2.Devletçilik Dönemi (1930-1938)
Bu dönemde köklü
değişiklikler yapılmış, bunun yanı sıra önemli parasal kurumlar kurulmuş ve
özgün politikalar uygulanmıştır.
·
1929-1930 Dünya Ekonomik Krizi
sonrasında derin yaralar oluşmuş, bu yaraları iyileştirmek için 30 Haziran 1930’da
TCMB kurulmuştur.
·
Para arzında, devletin payı
artmıştır.1938 Yılında ise TCMB’nın Kamu kurumlarına hazineden avans verme,
karşılık verme gibi yetkilerle donatılmıştır.
3.Savaş Dönemi
(1939-1945)
Bu dönem İkinci Dünya
Savaşı’na denk geldiği için yavaş yavaş sıkı para politikası terk edilmeye
başlanmıştır
4.Savaş Sonrası
(1946-1950)
Hükümetler, sıkı para
ve denk bütçe politikası uygulamışlardır. Klasik miktar teorisini savunan
Klasik görüş doğrultusunda hareket etmişler fakat dünyada meydana gelen ekonomik,
sosyal ve siyasal değişmeler karışışında, gerçekçi kur politikası arayışına
girmişlerdir. 1 Dolar,130 kuruştan 280 kuruşa yükselmiştir.%115 dolayındaki
yüksek oranlı devalüasyon çok tartışılmıştır. Zorunlu karşılıklar, kamu
kesiminin finansmanında kullanılmaya devam edilmiştir.
Kısaca değerlendirmek
gerekir ise bu dönem de devlet kendi içinde kalkınmaya çalışmıştır,
Cumhuriyetin kurulduğu yıllarda 1929-1930 Ekonomik Buhran ortaya çıkması, II.
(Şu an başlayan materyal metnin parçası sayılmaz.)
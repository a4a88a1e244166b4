use muletrack_types::MonitorResult;

use super::format_timestamp;
use crate::monitor::ClientAppContracts;
use crate::platform::contract_summary;

const COLUMN_GAP: &str = "  ";

/// Plain left-aligned text table with a dashed rule under the header.
#[derive(Clone, Debug, Default)]
pub struct Table {
    headers: Vec<String>,
    rows: Vec<Vec<String>>,
}

impl Table {
    pub fn new<I, S>(headers: I) -> Self
    where
        I: IntoIterator<Item = S>,
        S: Into<String>,
    {
        Self {
            headers: headers.into_iter().map(Into::into).collect(),
            rows: Vec::new(),
        }
    }

    pub fn push_row(&mut self, mut row: Vec<String>) {
        row.resize(self.headers.len(), String::new());
        self.rows.push(row);
    }

    pub fn len(&self) -> usize {
        self.rows.len()
    }

    pub fn is_empty(&self) -> bool {
        self.rows.is_empty()
    }

    fn widths(&self) -> Vec<usize> {
        let mut widths: Vec<usize> = self.headers.iter().map(|h| h.chars().count()).collect();
        for row in &self.rows {
            for (width, cell) in widths.iter_mut().zip(row) {
                *width = (*width).max(cell.chars().count());
            }
        }
        widths
    }

    pub fn render(&self) -> String {
        let widths = self.widths();
        let rule: Vec<String> = widths.iter().map(|w| "-".repeat(*w)).collect();

        let mut out = String::new();
        for line in std::iter::once(&self.headers)
            .chain(std::iter::once(&rule))
            .chain(self.rows.iter())
        {
            let cells: Vec<String> = line
                .iter()
                .zip(&widths)
                .map(|(cell, &width)| format!("{:<width$}", cell, width = width))
                .collect();
            out.push_str(cells.join(COLUMN_GAP).trim_end());
            out.push('\n');
        }
        out
    }
}

pub fn results_table(results: &[MonitorResult]) -> Table {
    let mut table = Table::new(["App ID", "Type", "Last Called", "Request Count", "Error"]);
    for result in results {
        table.push_row(vec![
            result.app_id.clone(),
            result.app_type.clone(),
            format_timestamp(result.last_called.as_ref()),
            result.request_count.to_string(),
            result
                .failure
                .as_ref()
                .map(|f| f.to_string())
                .unwrap_or_default(),
        ]);
    }
    table
}

pub fn client_apps_table(rows: &[ClientAppContracts]) -> Table {
    let mut table = Table::new(["ID", "Name", "Client ID", "Contracts"]);
    for row in rows {
        let contracts = match row.error {
            Some(ref e) => format!("error: {}", e),
            None => contract_summary(&row.contracts),
        };
        table.push_row(vec![
            row.app.id.to_string(),
            row.app.name.clone(),
            row.app.client_id.clone(),
            contracts,
        ]);
    }
    table
}

#[cfg(test)]
mod tests {
    use super::*;
    use chrono::DateTime;
    use muletrack_types::{LookbackWindow, MonitorFailure};

    fn result(id: &str, count: u64, last_called_ms: Option<i64>) -> MonitorResult {
        MonitorResult {
            app_id: id.into(),
            app_type: "CLOUDHUB".into(),
            last_called: last_called_ms.and_then(DateTime::from_timestamp_millis),
            request_count: count,
            last_called_window: LookbackWindow::parse("15m").unwrap(),
            request_count_window: LookbackWindow::parse("24h").unwrap(),
            failure: None,
        }
    }

    #[test]
    fn test_columns_are_aligned() {
        let mut table = Table::new(["A", "Long header"]);
        table.push_row(vec!["wide cell".into(), "x".into()]);
        table.push_row(vec!["y".into()]);

        assert_eq!(
            table.render(),
            "A          Long header\n\
             ---------  -----------\n\
             wide cell  x\n\
             y\n"
        );
    }

    #[test]
    fn test_results_table_rows() {
        let mut failed = result("b", 0, None);
        failed.failure = Some(MonitorFailure::UnsupportedType { kind: "hybrid".into() });
        let table = results_table(&[result("a", 12, Some(1_700_000_000_000)), failed]);
        let rendered = table.render();
        let lines: Vec<&str> = rendered.lines().collect();

        assert_eq!(table.len(), 2);
        assert!(lines[0].starts_with("App ID  Type"));
        assert!(lines[2].contains("Tue, 14 Nov 2023 22:13:20 UTC"));
        assert!(lines[2].contains("12"));
        assert!(lines[3].contains("No data"));
        assert!(lines[3].ends_with("unsupported application type"));
    }
}
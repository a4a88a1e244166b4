mod constants;
mod directory;
mod http;
mod logging;
mod monitor;
mod settings;
mod types;

pub use constants::*;
pub use directory::DirectoryConfig;
pub use http::HttpConfig;
pub use logging::LoggingConfig;
pub use monitor::MonitorConfig;
pub use settings::MuletrackConfig;
pub use types::LogLevel;

#[cfg(test)]
mod tests {
    use super::*;
    use muletrack_types::ControlPlane;

    #[test]
    fn test_default_config_validation() {
        let config = MuletrackConfig::default();
        assert!(config.validate().is_ok());
        assert_eq!(config.control_plane, ControlPlane::Us);
        assert_eq!(config.monitor.last_called_window, "15m");
        assert_eq!(config.monitor.request_count_window, "24h");
    }

    #[test]
    fn test_zero_timeout_rejected() {
        let mut config = MuletrackConfig::default();
        config.http.timeout_secs = 0;
        assert!(config.validate().is_err());
    }

    #[test]
    fn test_bad_window_rejected() {
        let mut config = MuletrackConfig::default();
        config.monitor.request_count_window = "a day".into();
        assert!(config.validate().is_err());
    }

    #[test]
    fn test_empty_running_status_rejected() {
        let mut config = MuletrackConfig::default();
        config.directory.rtf_running_status = "  ".into();
        assert!(config.validate().is_err());
    }

    #[test]
    fn test_base_url_must_be_http() {
        let mut config = MuletrackConfig::default();
        config.http.base_url = Some("ftp://gateway".into());
        assert!(config.validate().is_err());
        config.http.base_url = Some("https://gateway.internal".into());
        assert!(config.validate().is_ok());
    }

    #[test]
    fn test_partial_file_fills_defaults() {
        let dir = tempfile::tempdir().unwrap();
        let path = dir.path().join("config.toml");
        std::fs::write(&path, "control_plane = \"eu\"\n[monitor]\nlast_called_window = \"1h\"\n").unwrap();

        let config = MuletrackConfig::load(&path).unwrap();
        assert_eq!(config.control_plane, ControlPlane::Eu);
        assert_eq!(config.monitor.last_called_window, "1h");
        assert_eq!(config.monitor.request_count_window, DEFAULT_REQUEST_COUNT_WINDOW);
        assert_eq!(config.directory.cloudhub_running_status, "STARTED");
    }

    #[test]
    fn test_missing_file_uses_defaults() {
        let dir = tempfile::tempdir().unwrap();
        let config = MuletrackConfig::load(dir.path().join("absent.toml")).unwrap();
        assert_eq!(config.http.timeout_secs, DEFAULT_HTTP_TIMEOUT_SECS);
    }

    #[test]
    fn test_config_serialization() {
        let dir = tempfile::tempdir().unwrap();
        let path = dir.path().join("nested").join("config.toml");

        let mut config = MuletrackConfig::default();
        config.control_plane = ControlPlane::Gov;
        config.save(&path).unwrap();

        let parsed = MuletrackConfig::load(&path).unwrap();
        assert_eq!(parsed.control_plane, ControlPlane::Gov);
    }
}
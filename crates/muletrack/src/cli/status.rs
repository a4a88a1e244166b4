use super::commands::OutputFormat;
use super::utils::{print_json, rule, CYAN, GREEN, GREY, RED, RESET, YELLOW};
use anyhow::Result;
use chrono::Utc;
use muletrack::SessionStore;

pub fn show_status(store: &SessionStore, format: OutputFormat) -> Result<()> {
    let Some(session) = store.load()? else {
        match format {
            OutputFormat::Json => print_json(&serde_json::json!({ "connected": false }))?,
            OutputFormat::Text => {
                println!("{}* Not connected{}", GREY, RESET);
                println!();
                println!("Connect with: {}muletrack connect --client-id <ID> --client-secret <SECRET>{}", CYAN, RESET);
            }
        }
        return Ok(());
    };

    let now = Utc::now();
    let usable = session.is_usable(now);

    match format {
        OutputFormat::Json => print_json(&serde_json::json!({
            "connected": true,
            "usable": usable,
            "control_plane": session.control_plane,
            "client_id": session.client_id,
            "token_kind": session.token_kind,
            "expires_at": session.expires_at,
            "datasource_id": session.datasource_id,
            "org_id": session.org_id,
            "env_id": session.env_id,
        }))?,
        OutputFormat::Text => {
            if usable {
                println!("{}* Session: ACTIVE{}", GREEN, RESET);
            } else {
                println!("{}* Session: EXPIRED{}", RED, RESET);
            }
            rule(50);
            println!("Control Plane:  {}{}{}", CYAN, session.control_plane.host(), RESET);
            println!("Client ID:      {}{}{}", YELLOW, session.client_id, RESET);
            println!("Token:          {}{}{}", CYAN, session.token_kind, RESET);
            println!("Expires:        {}{}{}", GREY, session.expires_at.to_rfc2822(), RESET);
            println!("Datasource:     {}{}{}", GREY, session.datasource_id, RESET);
            println!(
                "Organization:   {}{}{}",
                CYAN,
                session.org_id.as_deref().unwrap_or("-"),
                RESET
            );
            println!(
                "Environment:    {}{}{}",
                CYAN,
                session.env_id.as_deref().unwrap_or("-"),
                RESET
            );
            rule(50);
        }
    }
    Ok(())
}
//! Browser boundary: reading the tabs of the current window and opening or
//! closing windows.

use async_trait::async_trait;

use crate::types::collection::Tab;
use crate::types::errors::BrowserError;
use crate::types::window::WindowHandle;

pub mod memory;

pub use memory::InMemoryBrowser;

/// Asynchronous access to the browser's windows.
#[async_trait]
pub trait TabSource: Send + Sync {
    /// Handle of the window the user is acting from.
    async fn current_window(&self) -> Result<WindowHandle, BrowserError>;

    /// Tabs of the current window, in tab-strip order.
    async fn list_current_window_tabs(&self) -> Result<Vec<Tab>, BrowserError>;

    /// Opens one new window with one tab per URL, preserving order.
    async fn open_window(&self, urls: &[String]) -> Result<WindowHandle, BrowserError>;

    /// Opens a new window with no pages loaded.
    async fn open_empty_window(&self) -> Result<WindowHandle, BrowserError>;

    async fn close_window(&self, handle: WindowHandle) -> Result<(), BrowserError>;
}
// State managers
// Managers own mutable application state.

pub mod collection_store;
//! SQLite storage: the collection list is a JSON value in the `kv_store` table.

use std::path::Path;
use std::sync::Mutex;

use async_trait::async_trait;
use rusqlite::{params, OptionalExtension};

use super::PersistencePort;
use crate::database::Database;
use crate::types::collection::Collection;
use crate::types::errors::StorageError;

pub struct SqliteStorage {
    db: Mutex<Database>,
}

impl SqliteStorage {
    /// Opens (or creates) the database file at `path`.
    pub fn open<P: AsRef<Path>>(path: P) -> Result<Self, StorageError> {
        Ok(Self::from_database(Database::open(path)?))
    }

    pub fn open_in_memory() -> Result<Self, StorageError> {
        Ok(Self::from_database(Database::open_in_memory()?))
    }

    pub fn from_database(db: Database) -> Self {
        Self { db: Mutex::new(db) }
    }

    fn read(&self, key: &str) -> Result<Option<String>, StorageError> {
        let db = self.db.lock().map_err(|e| StorageError::Database(e.to_string()))?;
        let value = db
            .connection()
            .query_row(
                "SELECT value FROM kv_store WHERE key = ?1",
                params![key],
                |row| row.get(0),
            )
            .optional()?;
        Ok(value)
    }

    fn write(&self, key: &str, value: &str) -> Result<(), StorageError> {
        let db = self.db.lock().map_err(|e| StorageError::Database(e.to_string()))?;
        let now = chrono::Utc::now().timestamp_millis();
        db.connection().execute(
            "INSERT INTO kv_store (key, value, updated_at) VALUES (?1, ?2, ?3)
             ON CONFLICT(key) DO UPDATE SET value = excluded.value, updated_at = excluded.updated_at",
            params![key, value, now],
        )?;
        Ok(())
    }
}

#[async_trait]
impl PersistencePort for SqliteStorage {
    async fn get(&self, key: &str) -> Result<Option<Vec<Collection>>, StorageError> {
        match self.read(key)? {
            Some(json) => {
                let collections = serde_json::from_str(&json)
                    .map_err(|e| StorageError::Serialization(e.to_string()))?;
                Ok(Some(collections))
            }
            None => Ok(None),
        }
    }

    async fn set(&self, key: &str, collections: &[Collection]) -> Result<(), StorageError> {
        let json = serde_json::to_string(collections)
            .map_err(|e| StorageError::Serialization(e.to_string()))?;
        self.write(key, &json)
    }
}
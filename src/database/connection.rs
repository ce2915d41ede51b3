//! SQLite connection for the collection database.

use std::fs;
use std::path::{Path, PathBuf};

use rusqlite::Connection;

use super::migrations;
use crate::types::errors::StorageError;

/// A migrated SQLite connection, either file-backed or in memory.
pub struct Database {
    conn: Connection,
    path: Option<PathBuf>,
}

impl Database {
    /// Opens (or creates) the database file at `path`, creating its parent
    /// directory first, and brings the schema up to date.
    pub fn open<P: AsRef<Path>>(path: P) -> Result<Self, StorageError> {
        let path = path.as_ref();
        if let Some(parent) = path.parent().filter(|p| !p.as_os_str().is_empty()) {
            fs::create_dir_all(parent).map_err(|e| {
                StorageError::Io(format!("Failed to create {}: {}", parent.display(), e))
            })?;
        }
        Self::migrated(Connection::open(path)?, Some(path.to_path_buf()))
    }

    /// Opens a migrated in-memory database, discarded on drop.
    pub fn open_in_memory() -> Result<Self, StorageError> {
        Self::migrated(Connection::open_in_memory()?, None)
    }

    fn migrated(conn: Connection, path: Option<PathBuf>) -> Result<Self, StorageError> {
        migrations::run_all(&conn)?;
        let db = Self { conn, path };
        log::debug!(
            "opened database {} at schema v{}",
            db.path
                .as_deref()
                .map_or_else(|| ":memory:".to_string(), |p| p.display().to_string()),
            db.schema_version()
        );
        Ok(db)
    }

    /// File backing the database, `None` when in memory.
    pub fn path(&self) -> Option<&Path> {
        self.path.as_deref()
    }

    pub fn schema_version(&self) -> i32 {
        migrations::get_schema_version(&self.conn)
    }

    pub fn connection(&self) -> &Connection {
        &self.conn
    }
}
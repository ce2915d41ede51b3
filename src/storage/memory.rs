use std::collections::HashMap;
use std::sync::Mutex;

use async_trait::async_trait;

use super::PersistencePort;
use crate::types::collection::Collection;
use crate::types::errors::StorageError;

/// Process-local storage. Nothing survives the process.
#[derive(Default)]
pub struct MemoryStorage {
    entries: Mutex<HashMap<String, Vec<Collection>>>,
}

impl MemoryStorage {
    pub fn new() -> Self {
        Self::default()
    }

    /// Number of keys currently stored.
    pub fn key_count(&self) -> usize {
        self.entries.lock().map(|e| e.len()).unwrap_or(0)
    }
}

#[async_trait]
impl PersistencePort for MemoryStorage {
    async fn get(&self, key: &str) -> Result<Option<Vec<Collection>>, StorageError> {
        let entries = self
            .entries
            .lock()
            .map_err(|e| StorageError::Io(e.to_string()))?;
        Ok(entries.get(key).cloned())
    }

    async fn set(&self, key: &str, collections: &[Collection]) -> Result<(), StorageError> {
        let mut entries = self
            .entries
            .lock()
            .map_err(|e| StorageError::Io(e.to_string()))?;
        entries.insert(key.to_string(), collections.to_vec());
        Ok(())
    }
}
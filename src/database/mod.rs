//! SQLite database layer backing [`crate::storage::SqliteStorage`].
//!
//! # Usage
//!
//! ```no_run
//! use tab_collections::database::Database;
//!
//! let db = Database::open("collections.db").expect("failed to open database");
//! assert_eq!(db.schema_version(), tab_collections::database::migrations::CURRENT_SCHEMA_VERSION);
//! ```

pub mod connection;
pub mod migrations;

pub use connection::Database;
Dünya Savaşının orta çıkması ekonominin kalkınmasını engellese de sorunları
çözmek için bazı politikalar ve kurumlar kurulmuştur.
Devalüasyon: Ulusal paranın
diğer ülke parası karşısında değer kaybetmesidir.(revalüasyon tam tersi)
Zorunlu karşılıklar:
Mevduat yapan bankaların aldıkların mevduatın belli bir bölümünü MB (Merkez Bankası)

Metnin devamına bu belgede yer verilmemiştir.